Convection-modulated topological edge mode and extended-localized criticality in thermal metamaterials

TL;DR

This paper demonstrates how convection modulation in thermal metamaterials can induce non-Hermitian topological edge modes and criticality, enabling reconfigurable thermal device design.

Contribution

It introduces a novel approach to realize topological and critical thermal modes via convection modulation, expanding the functionalities of thermal metamaterials.

Findings

Localized edge modes within the band gap.

Exponential decay of temperature at the topological edge.
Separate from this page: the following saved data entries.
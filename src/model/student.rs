use super::ProjectId;
use serde::{Deserialize, Serialize};
use std::collections::BTreeMap;
use std::fmt;

#[derive(Clone, Copy, Debug, Eq, Hash, Ord, PartialEq, PartialOrd, Deserialize, Serialize)]
#[serde(transparent)]
pub struct StudentId(pub u64);

impl fmt::Display for StudentId {
    fn fmt(&self, f: &mut fmt::Formatter<'_>) -> fmt::Result {
        write!(f, "{}", self.0)
    }
}

/// The kind of contribution a student brings to a project. Reads either
/// the name or the numeric code (0 technical, 1 writing).
#[derive(Clone, Copy, Debug, Default, Eq, Hash, PartialEq, Deserialize, Serialize)]
#[serde(rename_all = "lowercase", try_from = "RoleRepr")]
pub enum Role {
    #[default]
    Technical,
    Writing,
}

#[derive(Deserialize)]
#[serde(untagged)]
enum RoleRepr {
    Code(u8),
    Name(String),
}

impl TryFrom<RoleRepr> for Role {
    type Error = String;

    fn try_from(repr: RoleRepr) -> Result<Self, Self::Error> {
        match repr {
            RoleRepr::Code(0) => Ok(Role::Technical),
            RoleRepr::Code(1) => Ok(Role::Writing),
            RoleRepr::Code(other) => Err(format!("role code must be 0 or 1, got {other}")),
            RoleRepr::Name(name) => match name.as_str() {
                "technical" | "programmer" => Ok(Role::Technical),
                "writing" | "writer" => Ok(Role::Writing),
                _ => Err(format!("unknown role `{name}`")),
            },
        }
    }
}

impl Role {
    /// Sign used when balancing roles: technical members count positively,
    /// writing members negatively.
    pub fn sign(self) -> f64 {
        match self {
            Role::Technical => 1.0,
            Role::Writing => -1.0,
        }
    }
}

#[derive(Clone, Copy, Debug, Default, Eq, Hash, Ord, PartialEq, PartialOrd, Deserialize, Serialize)]
#[serde(try_from = "u8", into = "u8")]
pub enum SkillLevel {
    #[default]
    None = 0,
    Beginner = 1,
    Intermediate = 2,
    Expert = 3,
}

impl SkillLevel {
    pub fn value(self) -> u32 {
        self as u32
    }

    /// Intermediate or better, the level at which a member covers a
    /// required language.
    pub fn is_adequate(self) -> bool {
        self >= SkillLevel::Intermediate
    }
}

impl TryFrom<u8> for SkillLevel {
    type Error = String;

    fn try_from(level: u8) -> Result<Self, Self::Error> {
        match level {
            0 => Ok(SkillLevel::None),
            1 => Ok(SkillLevel::Beginner),
            2 => Ok(SkillLevel::Intermediate),
            3 => Ok(SkillLevel::Expert),
            other => Err(format!("skill level must be between 0 and 3, got {other}")),
        }
    }
}

impl From<SkillLevel> for u8 {
    fn from(level: SkillLevel) -> u8 {
        level as u8
    }
}

#[derive(Clone, Debug, PartialEq, Deserialize, Serialize)]
pub struct Student {
    pub id: StudentId,
    #[serde(default, alias = "projects")]
    pub preferred: Vec<ProjectId>,
    #[serde(default, alias = "negatives")]
    pub disliked: Vec<ProjectId>,
    #[serde(default, alias = "skill")]
    pub role: Role,
    #[serde(default, alias = "programing_skills")]
    pub skills: BTreeMap<String, SkillLevel>,
}

impl Student {
    pub fn new(id: StudentId) -> Student {
        Student {
            id,
            preferred: Vec::new(),
            disliked: Vec::new(),
            role: Role::default(),
            skills: BTreeMap::new(),
        }
    }

    pub fn preferring(mut self, projects: &[ProjectId]) -> Student {
        self.preferred.extend_from_slice(projects);
        self
    }

    pub fn disliking(mut self, projects: &[ProjectId]) -> Student {
        self.disliked.extend_from_slice(projects);
        self
    }

    pub fn with_role(mut self, role: Role) -> Student {
        self.role = role;
        self
    }

    pub fn with_skill(mut self, language: &str, level: SkillLevel) -> Student {
        self.skills.insert(language.to_owned(), level);
        self
    }

    pub fn rank_of(&self, project: ProjectId) -> Option<usize> {
        self.preferred.iter().position(|&p| p == project)
    }

    pub fn prefers(&self, project: ProjectId) -> bool {
        self.preferred.contains(&project)
    }

    pub fn dislikes(&self, project: ProjectId) -> bool {
        self.disliked.contains(&project)
    }

    pub fn skill(&self, language: &str) -> SkillLevel {
        self.skills.get(language).copied().unwrap_or_default()
    }

    /// Sum of all skill levels, whatever the language.
    pub fn skill_potential(&self) -> u32 {
        self.skills.values().map(|l| l.value()).sum()
    }
}
use clap::{Parser, Subcommand};
use eyre::{WrapErr, bail, ensure, eyre};
use sepsolver::builder::DislikeMode;
use sepsolver::checks;
use sepsolver::config::Config;
use sepsolver::display::{display_details, display_empty, display_stats, display_unassigned};
use sepsolver::engine::StopToken;
use sepsolver::generator::{self, GeneratorParams};
use sepsolver::harness::{self, Outcome, SolverProcess};
use sepsolver::loaders::{load_instance, load_solution, save_instance, save_solution};
use sepsolver::model::{Assignments, Instance, Solution};
use sepsolver::stats::Statistics;
use std::io;
use std::path::{Path, PathBuf};
use std::sync::Arc;
use std::sync::atomic::{AtomicBool, Ordering};
use std::thread;
use tracing::{debug, info, trace, warn};
use tracing_subscriber::filter::{LevelFilter, Targets};
use tracing_subscriber::prelude::*;

#[derive(Parser)]
#[command(version, author, about = "Assign students to projects")]
struct Cli {
    /// Use FILE instead of sepsolver.toml
    #[arg(short, long, value_name = "FILE", global = true)]
    config: Option<PathBuf>,
    /// Set verbosity level
    #[arg(short, action = clap::ArgAction::Count, global = true)]
    verbose: u8,
    #[command(subcommand)]
    command: Command,
}

#[derive(Subcommand)]
enum Command {
    /// Solve an instance and display the assignments
    Solve {
        /// Instance file (JSON)
        instance: PathBuf,
        /// Write the solution to FILE (CSV if it ends in .csv, JSON otherwise)
        #[arg(short, long, value_name = "FILE")]
        output: Option<PathBuf>,
        /// Soft time limit in seconds
        #[arg(long)]
        time_limit: Option<f64>,
        /// How disliked projects are handled
        #[arg(long, value_enum)]
        dislikes: Option<DislikeMode>,
        /// Only display statistics
        #[arg(short, long)]
        quiet: bool,
    },
    /// Display statistics about a solution and check it
    Stats {
        /// Instance file (JSON)
        instance: PathBuf,
        /// Solution file (JSON or CSV)
        solution: PathBuf,
        /// How disliked projects are handled
        #[arg(long, value_enum)]
        dislikes: Option<DislikeMode>,
    },
    /// Generate a random instance
    Generate {
        #[command(flatten)]
        params: GeneratorParams,
        /// Seed of the random generator
        #[arg(long)]
        seed: Option<u64>,
        /// Write the instance to FILE instead of the standard output
        #[arg(short, long, value_name = "FILE")]
        output: Option<PathBuf>,
    },
    /// Run a solve request read from the standard input
    #[command(hide = true)]
    Worker,
}

fn main() -> eyre::Result<()> {
    color_eyre::install()?;
    let cli = Cli::parse();
    let level = match cli.verbose {
        0 => LevelFilter::ERROR,
        1 => LevelFilter::WARN,
        2 => LevelFilter::INFO,
        3 => LevelFilter::DEBUG,
        _ => LevelFilter::TRACE,
    };
    tracing_subscriber::registry()
        .with(tracing_subscriber::fmt::layer().with_writer(io::stderr))
        .with(Targets::new().with_target("sepsolver", level))
        .init();
    match cli.command {
        Command::Solve {
            instance,
            output,
            time_limit,
            dislikes,
            quiet,
        } => {
            let mut config = Config::load_or_default(cli.config.as_deref())?;
            if let Some(time_limit) = time_limit {
                ensure!(time_limit >= 0.0, "time limit must not be negative");
                config.engine.time_limit = Some(time_limit);
            }
            if let Some(dislikes) = dislikes {
                config.model.dislikes = dislikes;
            }
            solve(config, &instance, output.as_deref(), quiet)
        }
        Command::Stats {
            instance,
            solution,
            dislikes,
        } => {
            let config = Config::load_or_default(cli.config.as_deref())?;
            stats(
                &load_instance(&instance)?,
                &load_solution(&solution)?,
                dislikes.unwrap_or(config.model.dislikes),
            )
        }
        Command::Generate {
            params,
            seed,
            output,
        } => {
            let seed = seed.unwrap_or_else(rand::random);
            info!(seed, "generating instance");
            let instance = generator::generate_seeded(&params, seed);
            match output {
                Some(path) => save_instance(&path, &instance),
                None => {
                    serde_json::to_writer_pretty(io::stdout().lock(), &instance)?;
                    println!();
                    Ok(())
                }
            }
        }
        Command::Worker => {
            let stop = StopToken::new();
            harness::register_interrupt(&stop).wrap_err("cannot install interrupt handler")?;
            harness::run_worker(io::stdin().lock(), io::stdout().lock(), &stop)?;
            Ok(())
        }
    }
}

fn solve(config: Config, path: &Path, output: Option<&Path>, quiet: bool) -> eyre::Result<()> {
    let instance = load_instance(path)?;
    let dislikes = config.model.dislikes;
    let poll_interval = config.harness.poll_interval();
    let mut process =
        SolverProcess::new(instance.clone(), config).wrap_err("invalid instance")?;
    // A second Ctrl-C terminates the caller right away.
    let interrupted = Arc::new(AtomicBool::new(false));
    signal_hook::flag::register_conditional_shutdown(
        signal_hook::consts::SIGINT,
        1,
        Arc::clone(&interrupted),
    )?;
    signal_hook::flag::register(signal_hook::consts::SIGINT, Arc::clone(&interrupted))?;
    process.start()?;
    let mut forwarded = false;
    let mut tier = None;
    while process.is_running() {
        if interrupted.load(Ordering::Relaxed) && !forwarded {
            warn!("interrupted, waiting for the best solution so far");
            process.interrupt()?;
            forwarded = true;
        }
        relay(&process, &mut tier);
        thread::sleep(poll_interval);
    }
    relay(&process, &mut tier);
    match process.outcome() {
        Outcome::Solved(termination) => info!(?termination, "solver completed"),
        Outcome::Infeasible => bail!("no assignment satisfies the hard constraints"),
        Outcome::Aborted { exit } => match exit {
            Some(status) => bail!("solver stopped without a result ({status})"),
            None => bail!("solver stopped without a result"),
        },
        outcome @ (Outcome::Pending | Outcome::Running) => {
            bail!("solver in unexpected state {outcome:?}")
        }
    }
    let solution = process.get_solution().ok_or_else(|| eyre!("solver completed without a solution"))?;
    checks::validate(&instance, &solution, dislikes)
        .wrap_err("solver produced an invalid solution")?;
    if let Some(output) = output {
        save_solution(output, &solution)?;
    }
    let a = Assignments::new(&instance, &solution)?;
    if !quiet {
        display_details(&a);
    }
    display_stats(&Statistics::new(&a));
    display_empty(&a);
    display_unassigned(&a);
    Ok(())
}

fn relay(process: &SolverProcess, tier: &mut Option<usize>) {
    for line in process.get_log() {
        info!(target: "sepsolver::solver", "{line}");
    }
    if process.current_tier() != *tier {
        *tier = process.current_tier();
        debug!(tier = ?tier, "objective tier changed");
    }
    trace!(
        bound = process.get_current_bound(),
        objective = process.get_current_objective_value(),
        progress = process.progress(),
        "progress"
    );
}

fn stats(instance: &Instance, solution: &Solution, dislikes: DislikeMode) -> eyre::Result<()> {
    let a = Assignments::new(instance, solution).wrap_err("invalid instance")?;
    display_details(&a);
    display_stats(&Statistics::new(&a));
    display_empty(&a);
    display_unassigned(&a);
    let violations = checks::violations(&a, dislikes);
    for violation in &violations {
        println!("Violation: {violation}");
    }
    ensure!(
        violations.is_empty(),
        "{} hard constraint violations",
        violations.len()
    );
    Ok(())
}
Extended-localized criticality through quasiperiodic convection modulation.

Abstract

Convection offers a dynamic and flexible approach to achieving a variety of novel physical phenomena beyond pure conduction. Here, we demonstrate that thermal metamaterials with convection modulation enable the realization of non-Hermitian topological edge modes and bulk mode criticality. We illustrate that a periodic modulation can induce localized edge modes within the band gap. The temperature field of the topological state is localized at the edge rings, decaying exponentially at a fixed rate. Additionally, we introduce an extended-localized criticality through the quasiperiodic convection modulation in thermotics. The convections have an advantage of fantastic tunability in the application. Our work proposes a scheme for implementing topological modes and bulk mode criticality through modulating convection in diffusion systems, paving the way for the design of reconfigurable thermal devices.